Bu veriler, emeklilerin çoğunun yaşlanmış olmasına rağmen ekonomik zorunluluklar nedeniyle çalışmaya devam ettiğini düşündürüyor. Özellikle haftada 40 saatten fazla çalışan emeklilerin varlığı, yaşlı bireylerin fiziksel ve psikolojik sınırlarının göz ardı edildiğini gösteriyor. Çalışan emeklilerin yarısı ise düşük saatli veya yarı zamanlı işlerde, 29%’u serbest mesleklerde çalışıyor; fakat vergi muafiyeti avantajları yalnızca işçi statüsündeki emeklilere tanınıyor.
Eleştirmenler, hükümetin “aktif emeklilik” teşviklerini sunarken yaşlı bireylerin sağlığı, sosyal hayatı ve dinlenme hakkını yeterince dikkate almadığını söylüyor.
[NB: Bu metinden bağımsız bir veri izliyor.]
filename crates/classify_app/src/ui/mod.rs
pub mod input;
pub mod render;
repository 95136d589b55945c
use bytes::Bytes;
use classify_app::ui::render::{render, BAR_WIDTH};
use classify_core::{
    update, AppState, FailureInfo, FailureKind, Msg, PredictionResult, RankedPrediction,
    ServerHealth,
};
use pretty_assertions::assert_eq;

fn selected(name: &str) -> AppState {
    let (state, _) = update(
        AppState::new(),
        Msg::InputSelected {
            file_name: name.to_string(),
            bytes: Bytes::from_static(b"\x89PNG\r\n\x1a\n0123456789"),
        },
    );
    state
}

fn settled(state: AppState, outcome: Result<PredictionResult, FailureInfo>) -> AppState {
    let (state, _) = update(state, Msg::SubmitClicked);
    let submission_id = state.in_flight().expect("pending");
    let (state, _) = update(
        state,
        Msg::SubmissionSettled {
            submission_id,
            outcome,
        },
    );
    state
}

#[test]
fn upload_prompt_when_nothing_selected() {
    let lines = render(&AppState::new().view());
    assert_eq!(lines[0], "== Fruit & Vegetable Classifier ==");
    assert_eq!(lines[1], "Server: checking...");
    assert_eq!(lines[2], "No image selected.");
}

#[test]
fn ready_screen_shows_preview_and_submit() {
    let lines = render(&selected("apple.png").view());
    assert!(lines.contains(&"Image: apple.png (PNG, 18 bytes)".to_string()));
    assert!(lines.contains(&"[ Classify Image ]  (`submit`)".to_string()));
}

#[test]
fn working_screen_disables_submit() {
    let (state, _) = update(selected("apple.png"), Msg::SubmitClicked);
    let lines = render(&state.view());
    assert!(lines.contains(&"[ Analyzing... ]  (disabled)".to_string()));
}

#[test]
fn results_show_top_prediction_and_top_five_bars() {
    let ranked: Vec<_> = [
        ("bell pepper", 50.0),
        ("apple", 25.0),
        ("pear", 10.0),
        ("kiwi", 6.0),
        ("corn", 5.0),
        ("peas", 4.0),
    ]
    .iter()
    .map(|(label, confidence)| RankedPrediction {
        label: label.to_string(),
        confidence: *confidence,
    })
    .collect();
    let state = settled(
        selected("veg.png"),
        Ok(PredictionResult {
            label: "bell pepper".to_string(),
            confidence: 50.0,
            ranked,
            processed_image: None,
        }),
    );
    let (state, _) = update(
        state,
        Msg::HealthChecked(ServerHealth::Healthy { model_loaded: true }),
    );

    let lines = render(&state.view());
    assert_eq!(lines[1], "Server: healthy");
    assert!(lines.contains(&"Prediction Result: Bell Pepper  50.00%".to_string()));
    assert!(lines.contains(&"Top 5 Predictions (of 6):".to_string()));

    let bars: Vec<_> = lines.iter().filter(|line| line.starts_with("  ")).collect();
    assert_eq!(bars.len(), 5);
    assert!(bars[0].starts_with("  Bell Pepper   50.0%"));
    assert!(bars[0].ends_with(&format!("{}{}", "#".repeat(15), ".".repeat(15))));
    assert!(bars[1].contains(&"#".repeat(8)));
    assert!(!lines.iter().any(|line| line.contains("Peas")));
    assert_eq!(lines.last().unwrap(), "[ Classify Another Image ]  (`reset`)");
    assert_eq!(bars[0].chars().count(), bars[4].chars().count());
    assert!(bars[4].ends_with(&".".repeat(BAR_WIDTH - 2)));
}

#[test]
fn failure_shows_banner_with_hint_next_to_submit() {
    let state = settled(
        selected("apple.png"),
        Err(FailureInfo::new(FailureKind::HttpStatus(500), "http status 500: Internal Server Error")
            .with_hint("Make sure the classification server is running at http://localhost:5000")),
    );

    let lines = render(&state.view());
    assert!(lines.contains(&"[ Classify Image ]  (`submit`)".to_string()));
    assert_eq!(
        lines.last().unwrap(),
        "Error: http status 500: Internal Server Error. Make sure the classification server is running at http://localhost:5000  (`dismiss`)"
    );
}
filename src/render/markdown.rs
use pulldown_cmark::{html, Event, Options, Parser};

/// Render AI summary markdown to HTML that is safe to embed.
///
/// Raw HTML in the source is emitted as escaped text.
pub fn to_safe_html(source: &str) -> String {
    let mut options = Options::empty();
    options.insert(Options::ENABLE_TABLES);
    options.insert(Options::ENABLE_STRIKETHROUGH);

    let parser = Parser::new_ext(source, options).map(|event| match event {
        Event::Html(raw) | Event::InlineHtml(raw) => Event::Text(raw),
        other => other,
    });

    let mut out = String::with_capacity(source.len() * 3 / 2);
    html::push_html(&mut out, parser);
    out
}

#[cfg(test)]
mod tests {
    use super::*;

    #[test]
    fn test_basic_markdown() {
        let html = to_safe_html("# Insights\n\n- **Age** skews right\n- Income has gaps\n");
        assert!(html.contains("<h1>Insights</h1>"));
        assert!(html.contains("<li><strong>Age</strong> skews right</li>"));
    }

    #[test]
    fn test_raw_html_is_escaped() {
        let html = to_safe_html("hello <script>alert(1)</script>");
        assert!(!html.contains("<script>"));
        assert!(html.contains("&lt;script&gt;"));
    }

    #[test]
    fn test_tables_enabled() {
        let html = to_safe_html("| a | b |\n|---|---|\n| 1 | 2 |\n");
        assert!(html.contains("<table>"));
    }
}
//! Section controllers: one load operation and one set of page regions each.

use async_trait::async_trait;
use std::sync::Mutex;

use crate::logging::log_section;

mod overview;
mod stats;
mod visualizations;

pub use overview::{OverviewController, SESSION_EXPIRED_ALERT, UPLOAD_PAGE};
pub use stats::StatsController;
pub use visualizations::{VisualizationsController, VIZ_PLACEHOLDER};

/// `Idle -> Loading -> {Rendered | Degraded | Errored | Redirected}`.
#[derive(Debug, Clone, PartialEq, Eq, Default)]
pub enum ControllerState {
    #[default]
    Idle,
    Loading,
    Rendered,
    /// Placeholder shown instead of content; not a failure to the caller.
    Degraded(String),
    /// Error text shown in the section.
    Errored(String),
    /// Navigation target after a blocking alert.
    Redirected(String),
}

impl ControllerState {
    pub fn as_str(&self) -> &'static str {
        match self {
            ControllerState::Idle => "idle",
            ControllerState::Loading => "loading",
            ControllerState::Rendered => "rendered",
            ControllerState::Degraded(_) => "degraded",
            ControllerState::Errored(_) => "errored",
            ControllerState::Redirected(_) => "redirected",
        }
    }

    pub fn is_terminal(&self) -> bool {
        matches!(
            self,
            ControllerState::Rendered
                | ControllerState::Degraded(_)
                | ControllerState::Errored(_)
                | ControllerState::Redirected(_)
        )
    }
}

/// A unit owning page regions and a single load per invocation.
///
/// `load` never fails: every outcome is rendered locally and reported as
/// the terminal state. Invoking it again starts over and overwrites the
/// regions.
#[async_trait]
pub trait SectionController: Send + Sync {
    fn name(&self) -> &'static str;

    fn state(&self) -> ControllerState;

    async fn load(&self, session_id: &str) -> ControllerState;
}

/// Current state of one controller, logging every transition.
#[derive(Debug, Default)]
pub(crate) struct StateCell {
    state: Mutex<ControllerState>,
}

impl StateCell {
    pub(crate) fn get(&self) -> ControllerState {
        self.state.lock().unwrap_or_else(|e| e.into_inner()).clone()
    }

    pub(crate) fn set(&self, section: &str, session_id: &str, next: ControllerState) -> ControllerState {
        let detail = match &next {
            ControllerState::Degraded(msg)
            | ControllerState::Errored(msg)
            | ControllerState::Redirected(msg) => Some(msg.as_str()),
            _ => None,
        };
        log_section(section, session_id, next.as_str(), detail);
        *self.state.lock().unwrap_or_else(|e| e.into_inner()) = next.clone();
        next
    }
}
Emeklilik, sadece ekonomik olarak değil, yaşamın doğal bir dinlenme dönemi olarak da tasarlanmalı; ancak artan hayat pahalılığı ve sosyal politikaların yetersizliği, birçok emekliyi zorunlu olarak iş hayatında tutuyor.
Bu durum, “emeklilikte çalışma” kavramının gönüllülükten çok, ekonomik baskı ve sistemin eksikliklerinden kaynaklanan bir zorunluluk hâline geldiğini gösteriyor.